Silêncio internacional e indignação seletiva: lições a partir da ofensiva em Idlib, na Síria

19 de Fevereiro de 2020
Por Henry Galsky Em meu último texto, analisei o confronto entre Síria e Turquia sob a perspectiva geopolítica. Prometi ir além disso para tratar das questões humanitárias numa nova publicação. Em relação a este ponto especificamente, reafirmo o que costumo dizer: há vidas que, de acordo com certas análises, valem menos do que outras. Os confrontos entre turcos e sírios, e sauditas e membros da milícia houthi, no Iêmen, deixam isso evidente. A solidariedade internacional a partir de causas humanitárias é seletiva. Assim como a indignação. 

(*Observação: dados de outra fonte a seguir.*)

//! Custom Askama template filters.

use std::fmt::Display;

/// Returns the current year.
///
/// Usage in templates: `{{ ""|current_year }}`
#[allow(clippy::unnecessary_wraps)]
#[askama::filter_fn]
pub fn current_year(_value: impl Display, _env: &dyn askama::Values) -> askama::Result<i32> {
    use chrono::Datelike;
    Ok(chrono::Utc::now().year())
}

/// Maximum length of an issue card excerpt, in characters.
const EXCERPT_CHARS: usize = 140;

/// Shortens text for issue cards, appending an ellipsis when cut.
///
/// Usage in templates: `{{ issue.description|excerpt }}`
#[allow(clippy::unnecessary_wraps)]
#[askama::filter_fn]
pub fn excerpt(value: impl Display, _env: &dyn askama::Values) -> askama::Result<String> {
    Ok(shorten(&value.to_string(), EXCERPT_CHARS))
}

fn shorten(text: &str, max: usize) -> String {
    if text.chars().count() <= max {
        return text.to_owned();
    }
    let cut: String = text.chars().take(max).collect();
    format!("{}…", cut.trim_end())
}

O Escritório das Nações Unidas para Coordenação de Assuntos Humanitários avisa que o número de civis deslocados a partir da ofensiva em Idlib, na Síria, saiu de controle. Na província onde estão concentrados os opositores ao presidente-ditador Bashar al-Assad vivem três milhões de pessoas. Fiz uma observação em meu último texto mostrando parcialmente que grupo forma esta oposição, justamente para evitar maniqueísmos. O fato é que Idlib é o foco da guerra civil síria por inúmeras razões. E a ofensiva na região já provocou a fuga de 900 mil pessoas - 525 mil crianças - desde dezembro de 2019. 

Do total de civis em fuga, a ONU afirma que há registros de ao menos 373 mortos. Ainda de acordo com o Escritório das Nações Unidas para Coordenação de Assuntos Humanitários, "esta é a maior quantidade de pessoas deslocadas num único período desde o início da guerra civil há nove anos". 

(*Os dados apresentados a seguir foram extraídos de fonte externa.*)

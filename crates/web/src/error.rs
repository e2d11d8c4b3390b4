//! Unified error handling with Sentry integration.
//!
//! Handlers return `Result<T, AppError>`. Server-side failures are captured to
//! Sentry before the response is built; clients only ever see a safe message.

use axum::{
    http::StatusCode,
    response::{IntoResponse, Response},
};
use thiserror::Error;

use crate::db::RepositoryError;
use crate::services::auth::AuthError;
use crate::services::issues::IssueError;
use crate::services::storage::StorageError;

/// Application-level error type.
#[derive(Debug, Error)]
pub enum AppError {
    /// Store operation failed.
    #[error("Database error: {0}")]
    Database(#[from] RepositoryError),

    /// Authentication operation failed.
    #[error("Auth error: {0}")]
    Auth(#[from] AuthError),

    /// Issue operation failed.
    #[error("Issue error: {0}")]
    Issue(#[from] IssueError),

    /// Photo storage failed.
    #[error("Storage error: {0}")]
    Storage(#[from] StorageError),

    #[error("Not found: {0}")]
    NotFound(String),

    /// User is not authenticated.
    #[error("Unauthorized: {0}")]
    Unauthorized(String),

    /// User is authenticated but lacks the role.
    #[error("Forbidden: {0}")]
    Forbidden(String),

    #[error("Bad request: {0}")]
    BadRequest(String),

    #[error("Rate limited")]
    RateLimited,

    #[error("Internal error: {0}")]
    Internal(String),
}

impl AppError {
    const fn is_server_error(&self) -> bool {
        match self {
            Self::Database(_) | Self::Storage(_) | Self::Internal(_) => true,
            Self::Auth(err) => matches!(
                err,
                AuthError::Session(_) | AuthError::Repository(_) | AuthError::PasswordHash
            ),
            Self::Issue(err) => matches!(err, IssueError::Upload(_) | IssueError::Repository(_)),
            Self::NotFound(_)
            | Self::Unauthorized(_)
            | Self::Forbidden(_)
            | Self::BadRequest(_)
            | Self::RateLimited => false,
        }
    }

    /// HTTP status for this error.
    #[must_use]
    pub const fn status(&self) -> StatusCode {
        match self {
            Self::Database(RepositoryError::NotFound) | Self::NotFound(_) => StatusCode::NOT_FOUND,
            Self::Database(_) | Self::Internal(_) => StatusCode::INTERNAL_SERVER_ERROR,
            Self::Storage(_) => StatusCode::BAD_GATEWAY,
            Self::Auth(err) => match err {
                AuthError::InvalidCredentials => StatusCode::UNAUTHORIZED,
                AuthError::UserAlreadyExists => StatusCode::CONFLICT,
                AuthError::WeakPassword(_) | AuthError::InvalidEmail(_) | AuthError::InvalidName(_) => {
                    StatusCode::BAD_REQUEST
                }
                AuthError::Session(_) | AuthError::Repository(_) | AuthError::PasswordHash => {
                    StatusCode::INTERNAL_SERVER_ERROR
                }
            },
            Self::Issue(err) => match err {
                IssueError::Invalid(_) | IssueError::InvalidComment | IssueError::InvalidAssignee => {
                    StatusCode::UNPROCESSABLE_ENTITY
                }
                IssueError::NotFound => StatusCode::NOT_FOUND,
                IssueError::Forbidden => StatusCode::FORBIDDEN,
                IssueError::Upload(_) => StatusCode::BAD_GATEWAY,
                IssueError::Repository(_) => StatusCode::INTERNAL_SERVER_ERROR,
            },
            Self::Unauthorized(_) => StatusCode::UNAUTHORIZED,
            Self::Forbidden(_) => StatusCode::FORBIDDEN,
            Self::BadRequest(_) => StatusCode::BAD_REQUEST,
            Self::RateLimited => StatusCode::TOO_MANY_REQUESTS,
        }
    }

    /// Message safe to show to the client.
    #[must_use]
    pub fn public_message(&self) -> String {
        match self {
            Self::Database(RepositoryError::NotFound) => "Not found".to_owned(),
            Self::Database(_) | Self::Internal(_) => "Internal server error".to_owned(),
            Self::Storage(_) => "Image upload failed, please try again".to_owned(),
            Self::Auth(err) => err.user_message(),
            Self::Issue(IssueError::Upload(_)) => "Image upload failed, please try again".to_owned(),
            Self::Issue(IssueError::Repository(_)) => "Internal server error".to_owned(),
            _ => self.to_string(),
        }
    }
}

impl IntoResponse for AppError {
    fn into_response(self) -> Response {
        if self.is_server_error() {
            let event_id = sentry::capture_error(&self);
            tracing::error!(
                error = %self,
                sentry_event_id = %event_id,
                "Request error"
            );
        }

        (self.status(), self.public_message()).into_response()
    }
}

/// Result type alias for `AppError`.
pub type Result<T> = std::result::Result<T, AppError>;

/// Set the Sentry user context after a successful sign-in.
pub fn set_sentry_user(user_id: &impl ToString, email: Option<&str>) {
    sentry::configure_scope(|scope| {
        scope.set_user(Some(sentry::User {
            id: Some(user_id.to_string()),
            email: email.map(String::from),
            ..Default::default()
        }));
    });
}

/// Clear the Sentry user context on sign-out.
pub fn clear_sentry_user() {
    sentry::configure_scope(|scope| {
        scope.set_user(None);
    });
}

/// Record a user action so it shows up in later Sentry reports.
///
/// ```rust,ignore
/// add_breadcrumb("issue", "Upvoted issue", Some(&[("issue_id", "7")]));
/// ```
pub fn add_breadcrumb(category: &str, message: &str, data: Option<&[(&str, &str)]>) {
    let mut breadcrumb = sentry::Breadcrumb {
        category: Some(category.to_owned()),
        message: Some(message.to_owned()),
        level: sentry::Level::Info,
        ..Default::default()
    };

    for (key, value) in data.unwrap_or_default() {
        breadcrumb.data.insert(
            (*key).to_owned(),
            serde_json::Value::String((*value).to_owned()),
        );
    }

    sentry::add_breadcrumb(breadcrumb);
}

Este grande contingente de civis foge justamente para a Turquia, um dos países diretamente envolvidos no confronto e que já recebeu mais de três milhões de refugiados. Idlib está a apenas 42 quilômetros de distância da fronteira com a Turquia. Os turcos não necessariamente estão interessados numa guerra com a Síria, mas, como expliquei em outros textos, querem impedir que os curdos obtenham qualquer vitória capaz de aproximá-los da realização de seu estado nacional. Os curdos são o maior grupo étnico do mundo a não ter um país próprio.

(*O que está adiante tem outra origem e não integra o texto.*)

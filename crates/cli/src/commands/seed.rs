//! Demo data command.
//!
//! Inserts the demo residents, city staff and five sample issues. Accounts
//! that already exist are reused; issues are only added to an empty table.

use civic_pulse_web::db::seed::{demo_emails, seed_demo_data};
use civic_pulse_web::db::{PgIssueStore, PgUserStore};
use civic_pulse_web::services::auth::hash_password;

use super::{CliError, connect};

/// Seed the database.
///
/// # Errors
///
/// Returns `CliError` if the database is unreachable or an insert fails.
pub async fn run(password: &str) -> Result<(), CliError> {
    let pool = connect().await?;
    let users = PgUserStore::new(pool.clone());
    let issues = PgIssueStore::new(pool);

    let password_hash = hash_password(password)?;
    let summary = seed_demo_data(&users, &issues, &password_hash).await?;

    tracing::info!("Seeding complete!");
    tracing::info!("  Users created: {}", summary.users_created);
    tracing::info!("  Users already present: {}", summary.users_existing);
    tracing::info!("  Issues created: {}", summary.issues_created);
    if summary.users_created > 0 {
        tracing::info!("  New accounts sign in with the given password:");
        for email in demo_emails() {
            tracing::info!("    {email}");
        }
    }
    Ok(())
}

De acordo com a organização Médicos Sem Fronteiras (MSF), a ofensiva atingiu um número importante de hospitais, destruindo-os por completo ou parcialmente. Num momento de fuga em massa da população, isso é ainda mais grave. 

Para completar, vale lembrar que, como escrevo acima, a Turquia está na Síria para impedir que os curdos obtenham seu estado. A Rússia está na Síria para auxiliar seu aliado histórico, o presidente-ditador Bashar al-Assad, a se manter no cargo. O Irã está na Síria para sustentar Assad e também conseguir estabelecer bases no país para confrontar Israel. No meio disso tudo, estão os civis. 

A ofensiva em Idlib ainda não resultou em manifestações com direito a queima de bandeiras da Turquia, Rússia, Síria ou Irã. Tampouco há movimentos majoritários pedindo boicote a esses países em função dos acontecimentos. A indignação é seletiva.